GENEVA, SWITZERLAND / AMONG THE VINES – Swiss wine producers and Swiss restaurants have a treat in store for diners over the next 10 days, as the first-ever Swiss Wine Week gets underway.
Diners can go to the web site and search for a restaurant using the map, where each dot represents a restaurant taking part; click on the name and you have the details of what’s on offer.
Note that some of the restaurant hours, put into a data base by the restaurants, can be confusing and it’s best to check directly with the restaurant.
Signal de Bougy in Vaud, for example, says that it is closed almost every day of the week because it is closed in the evening – but its menu for Swiss Wine Week, at noon, is affordable and inviting.
You can also look for your favourite winery and see where its wines are being served, so if you’re keen to try Robert Gilliard’s Pinot Noir you’ll find you have to go to Sarnen in Obwald, for example.
120 restaurants, 200 wineriesBeautiful food for Swiss Wine Week (here, from Berceau des Sens restaurant at EHL in Lausanne)
The week kicks off Thursday 28 November, with 120 restaurants and 200 wine producers signed up to take part, nationwide. The rule is simple: a registered restaurant has to offer three dishes paired with three Swiss wines – by the glass – and the wines must come from three different wine regions.
The idea is to explore food and wine pairings and to encourage diners as well as restaurant staff to discover Swiss wines with which they are unfamiliar.
The country’s six wine regions, in order of size of their production areas: Valais, Vaud, Geneva, Ticino, German-speaking Switzerland, Three Lakes region around Neuchatel.
Variety: types of restaurants, of wines, food & wine pairings, prices
The dishes and wines offered vary considerably, depending on the type of restaurant, with small bistros and corner cafés taking part as well as some of the world’s top restaurants (Switzerland has more Michelin stars per capita than any country in the world).
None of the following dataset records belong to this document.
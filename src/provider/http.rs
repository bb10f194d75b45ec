// Copyright (c) 2025 Erick Bourgeois, firestoned
// SPDX-License-Identifier: MIT

//! REST/JSON DNS provider client.
//!
//! Endpoints (relative to the configured base URL):
//!
//! | Method | Path | Purpose |
//! |--------|------|---------|
//! | POST | `v1/zones` | create hosted zone |
//! | GET | `v1/zones/{id}` | get hosted zone |
//! | GET | `v1/zones/{id}/records` | list records |
//! | POST | `v1/zones/{id}/changes` | submit a change batch |
//! | POST | `v1/healthchecks` | create health check |
//! | GET | `v1/healthchecks/{reference}` | get health check |
//!
//! HTTP status codes map to [`ProviderError`]: 404 → `NotFound`, 429 and 5xx →
//! `Transient`, any other non-2xx → `Permanent`.

use super::DnsProvider;
use crate::constants::PROVIDER_REQUEST_TIMEOUT_SECS;
use crate::dns_errors::ProviderError;
use crate::model::{HealthCheck, HealthCheckSpec, HostedZone, RecordChange, RoutingRecord};
use async_trait::async_trait;
use reqwest::{Client as HttpClient, Method, RequestBuilder, StatusCode};
use serde::de::DeserializeOwned;
use serde::{Deserialize, Serialize};
use std::time::Duration;
use tracing::{debug, info};
use url::Url;

#[derive(Serialize)]
#[serde(rename_all = "camelCase")]
struct CreateZoneRequest<'a> {
    domain_name: &'a str,
    caller_reference: &'a str,
}

#[derive(Deserialize)]
#[serde(rename_all = "camelCase")]
struct ZoneResponse {
    id: String,
    domain_name: String,
}

#[derive(Deserialize)]
struct RecordsResponse {
    records: Vec<RoutingRecord>,
}

#[derive(Serialize)]
struct ChangeBatchRequest<'a> {
    changes: &'a [RecordChange],
}

/// Provider client for a REST/JSON DNS API.
#[derive(Clone, Debug)]
pub struct HttpDnsProvider {
    client: HttpClient,
    base: Url,
    token: Option<String>,
    atomic_batches: bool,
}

impl HttpDnsProvider {
    /// Create a client for the API at `endpoint`.
    ///
    /// # Errors
    ///
    /// Returns [`ProviderError::Transport`] if the endpoint is not a valid URL or the
    /// HTTP client cannot be built.
    pub fn new(
        endpoint: &str,
        token: Option<String>,
        atomic_batches: bool,
    ) -> Result<Self, ProviderError> {
        let base = build_api_url(endpoint)?;
        let client = HttpClient::builder()
            .timeout(Duration::from_secs(PROVIDER_REQUEST_TIMEOUT_SECS))
            .build()
            .map_err(|e| ProviderError::Transport {
                reason: format!("failed to build HTTP client: {e}"),
            })?;

        Ok(Self {
            client,
            base,
            token,
            atomic_batches,
        })
    }

    fn url(&self, path: &str) -> Result<Url, ProviderError> {
        self.base.join(path).map_err(|e| ProviderError::Transport {
            reason: format!("invalid request path '{path}': {e}"),
        })
    }

    fn request(&self, method: Method, url: Url) -> RequestBuilder {
        let builder = self.client.request(method, url);
        match &self.token {
            Some(token) => builder.bearer_auth(token),
            None => builder,
        }
    }

    async fn send<T: DeserializeOwned>(
        &self,
        builder: RequestBuilder,
        resource: &str,
    ) -> Result<T, ProviderError> {
        let body = self.send_raw(builder, resource).await?;
        serde_json::from_str(&body).map_err(|e| ProviderError::Decode {
            reason: format!("{resource}: {e}"),
        })
    }

    async fn send_raw(
        &self,
        builder: RequestBuilder,
        resource: &str,
    ) -> Result<String, ProviderError> {
        let response = builder.send().await.map_err(|e| ProviderError::Transport {
            reason: e.to_string(),
        })?;

        let status = response.status();
        let body = response.text().await.unwrap_or_default();
        debug!(%resource, status = %status, "provider API response");

        if status.is_success() {
            return Ok(body);
        }
        Err(map_status(status, resource, body))
    }
}

#[async_trait]
impl DnsProvider for HttpDnsProvider {
    async fn create_hosted_zone(
        &self,
        domain: &str,
        caller_reference: &str,
    ) -> Result<HostedZone, ProviderError> {
        let url = self.url("v1/zones")?;
        info!(domain, caller_reference, "creating hosted zone");

        let zone: ZoneResponse = self
            .send(
                self.request(Method::POST, url).json(&CreateZoneRequest {
                    domain_name: domain,
                    caller_reference,
                }),
                &format!("zone {domain}"),
            )
            .await?;

        Ok(HostedZone {
            id: zone.id,
            domain_name: zone.domain_name,
            managed: true,
        })
    }

    async fn get_hosted_zone(&self, zone_id: &str) -> Result<HostedZone, ProviderError> {
        let url = self.url(&format!("v1/zones/{zone_id}"))?;
        let zone: ZoneResponse = self
            .send(self.request(Method::GET, url), &format!("zone {zone_id}"))
            .await?;

        Ok(HostedZone {
            id: zone.id,
            domain_name: zone.domain_name,
            managed: false,
        })
    }

    async fn list_records(&self, zone_id: &str) -> Result<Vec<RoutingRecord>, ProviderError> {
        let url = self.url(&format!("v1/zones/{zone_id}/records"))?;
        let response: RecordsResponse = self
            .send(
                self.request(Method::GET, url),
                &format!("records of zone {zone_id}"),
            )
            .await?;
        Ok(response.records)
    }

    async fn change_records(
        &self,
        zone_id: &str,
        changes: &[RecordChange],
    ) -> Result<(), ProviderError> {
        let url = self.url(&format!("v1/zones/{zone_id}/changes"))?;
        self.send_raw(
            self.request(Method::POST, url)
                .json(&ChangeBatchRequest { changes }),
            &format!("change batch for zone {zone_id}"),
        )
        .await
        .map(|_| ())
    }

    async fn create_health_check(
        &self,
        spec: &HealthCheckSpec,
    ) -> Result<HealthCheck, ProviderError> {
        let url = self.url("v1/healthchecks")?;
        self.send(
            self.request(Method::POST, url).json(spec),
            &format!("health check {}", spec.reference),
        )
        .await
    }

    async fn get_health_check(
        &self,
        reference: &str,
    ) -> Result<Option<HealthCheck>, ProviderError> {
        let url = self.url(&format!("v1/healthchecks/{reference}"))?;
        match self
            .send(
                self.request(Method::GET, url),
                &format!("health check {reference}"),
            )
            .await
        {
            Ok(check) => Ok(Some(check)),
            Err(ProviderError::NotFound { .. }) => Ok(None),
            Err(e) => Err(e),
        }
    }

    fn supports_atomic_batches(&self) -> bool {
        self.atomic_batches
    }
}

/// Build the API base URL from a server address.
///
/// Converts `dns-api.internal:8443` or `https://dns-api.internal/` into a base URL
/// ending in `/` so relative paths join beneath it.
///
/// # Errors
///
/// Returns [`ProviderError::Transport`] if the result is not a valid URL.
pub fn build_api_url(server: &str) -> Result<Url, ProviderError> {
    let trimmed = server.trim_end_matches('/');
    let with_scheme = if trimmed.starts_with("http://") || trimmed.starts_with("https://") {
        format!("{trimmed}/")
    } else {
        format!("http://{trimmed}/")
    };
    Url::parse(&with_scheme).map_err(|e| ProviderError::Transport {
        reason: format!("invalid provider endpoint '{server}': {e}"),
    })
}

/// Map a non-success HTTP status to a [`ProviderError`].
#[must_use]
pub fn map_status(status: StatusCode, resource: &str, body: String) -> ProviderError {
    if status == StatusCode::NOT_FOUND {
        return ProviderError::NotFound {
            resource: resource.to_string(),
        };
    }
    if status == StatusCode::TOO_MANY_REQUESTS || status.is_server_error() {
        return ProviderError::Transient {
            status: status.as_u16(),
            message: body,
        };
    }
    ProviderError::Permanent {
        status: status.as_u16(),
        message: body,
    }
}

#[cfg(test)]
#[path = "http_tests.rs"]
mod http_tests;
Prices for the three options vary accordingly, but each option comes with a price for each food & wine pairing. A few restaurants are offering menus with three dishes, but most appear to be offering à la carte options that may be starters or main courses or desserts.
Chefs and sommeliers choose the wineries they want, then select wines to go with dishes they decide to offer.
Elisabeth Pasquier, managing director of the Vinea Association, which is one of the organizers, says that this has worked out several ways, with one small group of wineries contacting the restaurants they work with regularly to encourage them to take part in the week and serve their wines. Other restaurants have decided to work with wineries they don’t know, phoning Vinea to ask for advice on selecting a cellar and a wine. Some are suggesting wines from neighbouring cantons while others are actively looking to serve wines from further away.
Boost the share of Swiss wines in restaurants
The underlying idea is to encourage the restaurants to serve more Swiss wine by helping customers learn about the variety and range that Switzerland’s 2,000 professional wine producers sell.
Thank the wine business for coming up with the brainchild, part of their efforts to encourage restaurants to serve more local wines. Reliable statistics aren’t available yet (a study is underway) to show what percentage of wine sold in Swiss restaurants is Swiss, but Gilles Besse, president of Swiss Wine Promotion, the national marketing board, estimates it is about 50 percent in wine-producing regions and less to far less in other areas.
Profit margins, foreign vs. Swiss winesGrapes grown in steep vineyards give wines that may not be cheap but that are good value for money versus comparable quality wines from France and Italy
The reason is simple: profit margins. Foreign wines sell for a markup that can range from three times the store price to ten times, and the difference is an important part of a restaurant’s revenue.
An inexpensive foreign wine is easier to sell than a Swiss wine, even though the Swiss wine markup is 1.5 to 3 times the shop price: CHF5 for a middle-road Spanish wine with an 7-fold markup is sold for CHF35 a CHF30 profit for the owner, while a good Swiss wine that sells for CHF18 at the store might be CHF36 in the restaurant, but to the restaurant owner it represents only CHF18 in profit.
Customers are usually not as familiar with the shop prices of foreign wines and at the same time they are less likely to accept double the price for a bottle they know they can buy at a nearby winery.
A cliché that is remarkably hard to dislodge, is that Swiss wines are more expensive than French or Italian, for example, when in fact they are often less expensive for comparable quality – but many consumers are not familiar enough with a range of Swiss wines to realize this.
Given the bigger markup, restaurant owners lean towards serving foreign wines – unless customers know and ask for Swiss wines and it is clear the restaurant will can sell a volume that gives it a decent profit.